** Dataset records follows **

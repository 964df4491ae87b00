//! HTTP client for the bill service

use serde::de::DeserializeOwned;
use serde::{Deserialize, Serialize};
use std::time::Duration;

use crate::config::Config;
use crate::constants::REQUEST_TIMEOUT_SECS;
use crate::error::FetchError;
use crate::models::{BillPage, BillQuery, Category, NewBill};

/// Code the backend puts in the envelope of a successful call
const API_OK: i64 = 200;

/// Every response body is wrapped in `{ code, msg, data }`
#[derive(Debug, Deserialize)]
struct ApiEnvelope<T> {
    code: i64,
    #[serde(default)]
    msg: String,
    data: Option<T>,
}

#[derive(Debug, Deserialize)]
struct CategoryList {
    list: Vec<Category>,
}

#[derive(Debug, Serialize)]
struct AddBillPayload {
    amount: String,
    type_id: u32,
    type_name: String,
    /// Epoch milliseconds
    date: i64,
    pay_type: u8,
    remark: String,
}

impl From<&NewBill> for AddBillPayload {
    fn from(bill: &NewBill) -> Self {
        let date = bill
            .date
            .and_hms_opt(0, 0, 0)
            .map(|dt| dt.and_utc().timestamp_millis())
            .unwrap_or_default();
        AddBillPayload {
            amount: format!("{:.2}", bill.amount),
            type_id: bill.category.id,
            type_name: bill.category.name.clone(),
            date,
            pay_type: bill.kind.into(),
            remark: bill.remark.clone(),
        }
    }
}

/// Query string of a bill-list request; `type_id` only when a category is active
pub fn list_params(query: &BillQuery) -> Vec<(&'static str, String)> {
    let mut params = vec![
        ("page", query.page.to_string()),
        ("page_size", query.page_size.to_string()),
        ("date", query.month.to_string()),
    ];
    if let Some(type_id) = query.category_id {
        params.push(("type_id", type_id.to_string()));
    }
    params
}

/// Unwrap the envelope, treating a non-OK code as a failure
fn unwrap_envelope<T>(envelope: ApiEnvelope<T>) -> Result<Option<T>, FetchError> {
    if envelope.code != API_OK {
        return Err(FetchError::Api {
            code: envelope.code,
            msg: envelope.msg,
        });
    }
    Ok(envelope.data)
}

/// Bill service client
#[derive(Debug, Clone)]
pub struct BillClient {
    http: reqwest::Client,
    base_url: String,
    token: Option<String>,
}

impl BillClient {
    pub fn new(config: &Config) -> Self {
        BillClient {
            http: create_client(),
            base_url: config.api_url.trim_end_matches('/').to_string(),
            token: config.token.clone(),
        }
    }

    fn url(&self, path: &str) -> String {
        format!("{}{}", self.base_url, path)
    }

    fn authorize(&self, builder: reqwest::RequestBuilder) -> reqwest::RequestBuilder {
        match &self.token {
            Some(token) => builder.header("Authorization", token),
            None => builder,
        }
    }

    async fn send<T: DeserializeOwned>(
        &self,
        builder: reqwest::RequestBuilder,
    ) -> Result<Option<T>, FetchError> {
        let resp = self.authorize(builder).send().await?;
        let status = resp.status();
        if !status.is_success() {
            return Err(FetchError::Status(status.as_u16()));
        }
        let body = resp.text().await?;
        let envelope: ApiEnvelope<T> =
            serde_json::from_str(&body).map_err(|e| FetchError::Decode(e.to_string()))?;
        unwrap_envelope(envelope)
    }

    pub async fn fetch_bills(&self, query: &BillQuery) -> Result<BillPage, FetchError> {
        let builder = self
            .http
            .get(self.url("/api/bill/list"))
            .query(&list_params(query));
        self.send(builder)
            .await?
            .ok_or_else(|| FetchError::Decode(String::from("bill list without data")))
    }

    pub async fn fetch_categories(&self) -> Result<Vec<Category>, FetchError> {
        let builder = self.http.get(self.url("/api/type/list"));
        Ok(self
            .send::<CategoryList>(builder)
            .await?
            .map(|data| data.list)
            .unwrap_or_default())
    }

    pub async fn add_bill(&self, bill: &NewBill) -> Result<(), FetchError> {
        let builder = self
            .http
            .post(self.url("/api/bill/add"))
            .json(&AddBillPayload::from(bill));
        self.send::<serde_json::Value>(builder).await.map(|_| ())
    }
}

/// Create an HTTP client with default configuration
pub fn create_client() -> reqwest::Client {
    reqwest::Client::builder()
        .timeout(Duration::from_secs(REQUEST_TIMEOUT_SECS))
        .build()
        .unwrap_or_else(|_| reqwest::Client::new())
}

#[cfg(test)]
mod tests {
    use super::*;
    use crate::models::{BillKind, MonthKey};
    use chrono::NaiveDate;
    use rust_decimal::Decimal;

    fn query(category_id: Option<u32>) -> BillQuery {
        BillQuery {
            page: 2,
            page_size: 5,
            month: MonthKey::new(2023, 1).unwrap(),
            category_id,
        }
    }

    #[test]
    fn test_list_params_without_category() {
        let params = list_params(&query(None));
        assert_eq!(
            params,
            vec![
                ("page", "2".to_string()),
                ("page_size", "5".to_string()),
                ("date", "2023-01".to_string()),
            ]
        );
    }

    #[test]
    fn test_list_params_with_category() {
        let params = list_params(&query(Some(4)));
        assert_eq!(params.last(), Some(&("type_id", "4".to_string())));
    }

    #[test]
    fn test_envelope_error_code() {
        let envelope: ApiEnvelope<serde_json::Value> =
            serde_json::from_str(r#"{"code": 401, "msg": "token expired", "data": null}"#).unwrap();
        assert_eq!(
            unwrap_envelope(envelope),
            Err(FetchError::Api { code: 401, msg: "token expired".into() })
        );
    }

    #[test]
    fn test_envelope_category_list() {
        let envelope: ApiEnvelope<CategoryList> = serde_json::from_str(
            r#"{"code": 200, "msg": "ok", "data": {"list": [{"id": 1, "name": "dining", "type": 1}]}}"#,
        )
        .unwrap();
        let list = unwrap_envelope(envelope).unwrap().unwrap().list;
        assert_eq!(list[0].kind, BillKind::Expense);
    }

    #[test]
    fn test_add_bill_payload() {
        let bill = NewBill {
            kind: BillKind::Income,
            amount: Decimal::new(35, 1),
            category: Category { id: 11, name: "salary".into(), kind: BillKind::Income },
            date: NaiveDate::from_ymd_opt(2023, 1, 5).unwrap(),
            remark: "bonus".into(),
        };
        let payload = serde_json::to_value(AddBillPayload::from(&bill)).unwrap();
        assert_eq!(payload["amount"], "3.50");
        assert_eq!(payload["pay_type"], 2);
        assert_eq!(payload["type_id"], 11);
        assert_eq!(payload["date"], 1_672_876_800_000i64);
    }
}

** End of Dataset records **
** Dataset records follows **

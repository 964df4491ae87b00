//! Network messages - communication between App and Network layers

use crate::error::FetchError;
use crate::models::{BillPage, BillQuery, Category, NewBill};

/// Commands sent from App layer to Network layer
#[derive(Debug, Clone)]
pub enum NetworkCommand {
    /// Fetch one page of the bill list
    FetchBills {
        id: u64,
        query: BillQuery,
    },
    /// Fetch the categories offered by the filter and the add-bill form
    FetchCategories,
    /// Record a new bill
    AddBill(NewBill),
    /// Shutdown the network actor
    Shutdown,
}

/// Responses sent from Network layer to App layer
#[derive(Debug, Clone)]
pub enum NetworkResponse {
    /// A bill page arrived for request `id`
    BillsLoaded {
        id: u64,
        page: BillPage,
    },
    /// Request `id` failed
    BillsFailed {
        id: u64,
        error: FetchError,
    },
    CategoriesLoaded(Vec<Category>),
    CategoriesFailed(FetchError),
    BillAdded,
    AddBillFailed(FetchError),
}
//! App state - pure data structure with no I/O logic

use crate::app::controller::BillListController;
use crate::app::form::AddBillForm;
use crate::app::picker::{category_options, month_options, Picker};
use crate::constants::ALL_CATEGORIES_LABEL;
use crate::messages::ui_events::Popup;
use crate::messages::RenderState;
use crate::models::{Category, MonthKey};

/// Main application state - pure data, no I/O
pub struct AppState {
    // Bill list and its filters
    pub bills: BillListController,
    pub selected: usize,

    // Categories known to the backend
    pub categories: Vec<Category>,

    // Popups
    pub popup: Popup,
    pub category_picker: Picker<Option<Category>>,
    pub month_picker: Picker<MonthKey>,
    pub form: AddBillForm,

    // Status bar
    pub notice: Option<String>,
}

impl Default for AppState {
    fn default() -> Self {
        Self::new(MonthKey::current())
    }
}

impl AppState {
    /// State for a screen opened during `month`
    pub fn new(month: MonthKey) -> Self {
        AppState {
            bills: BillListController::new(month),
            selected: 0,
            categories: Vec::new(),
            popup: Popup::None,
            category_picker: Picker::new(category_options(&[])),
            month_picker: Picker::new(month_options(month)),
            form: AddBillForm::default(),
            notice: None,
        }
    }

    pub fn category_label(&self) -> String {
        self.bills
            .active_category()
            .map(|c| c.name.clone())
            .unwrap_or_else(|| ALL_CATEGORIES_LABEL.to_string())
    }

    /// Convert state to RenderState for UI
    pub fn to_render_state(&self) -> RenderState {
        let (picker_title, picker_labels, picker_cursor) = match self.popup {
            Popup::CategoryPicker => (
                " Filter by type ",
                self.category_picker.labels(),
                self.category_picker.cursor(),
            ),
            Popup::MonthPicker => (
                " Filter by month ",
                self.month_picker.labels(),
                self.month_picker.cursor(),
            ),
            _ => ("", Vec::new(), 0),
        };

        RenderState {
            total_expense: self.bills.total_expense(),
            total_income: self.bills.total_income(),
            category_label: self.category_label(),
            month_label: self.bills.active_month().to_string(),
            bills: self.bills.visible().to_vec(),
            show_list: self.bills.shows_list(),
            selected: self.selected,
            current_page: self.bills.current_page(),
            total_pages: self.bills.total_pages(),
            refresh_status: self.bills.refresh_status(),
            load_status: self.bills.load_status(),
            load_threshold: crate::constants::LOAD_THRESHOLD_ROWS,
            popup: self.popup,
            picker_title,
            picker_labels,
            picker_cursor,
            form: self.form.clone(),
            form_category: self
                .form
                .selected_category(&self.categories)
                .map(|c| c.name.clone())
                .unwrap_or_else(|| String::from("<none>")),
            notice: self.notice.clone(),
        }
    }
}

** End of Dataset records **

Action item:
Each line of the data in which the string "notice" appears needs to be copied.

Response:
    pub notice: Option<String>,
            notice: None,
            notice: self.notice.clone(),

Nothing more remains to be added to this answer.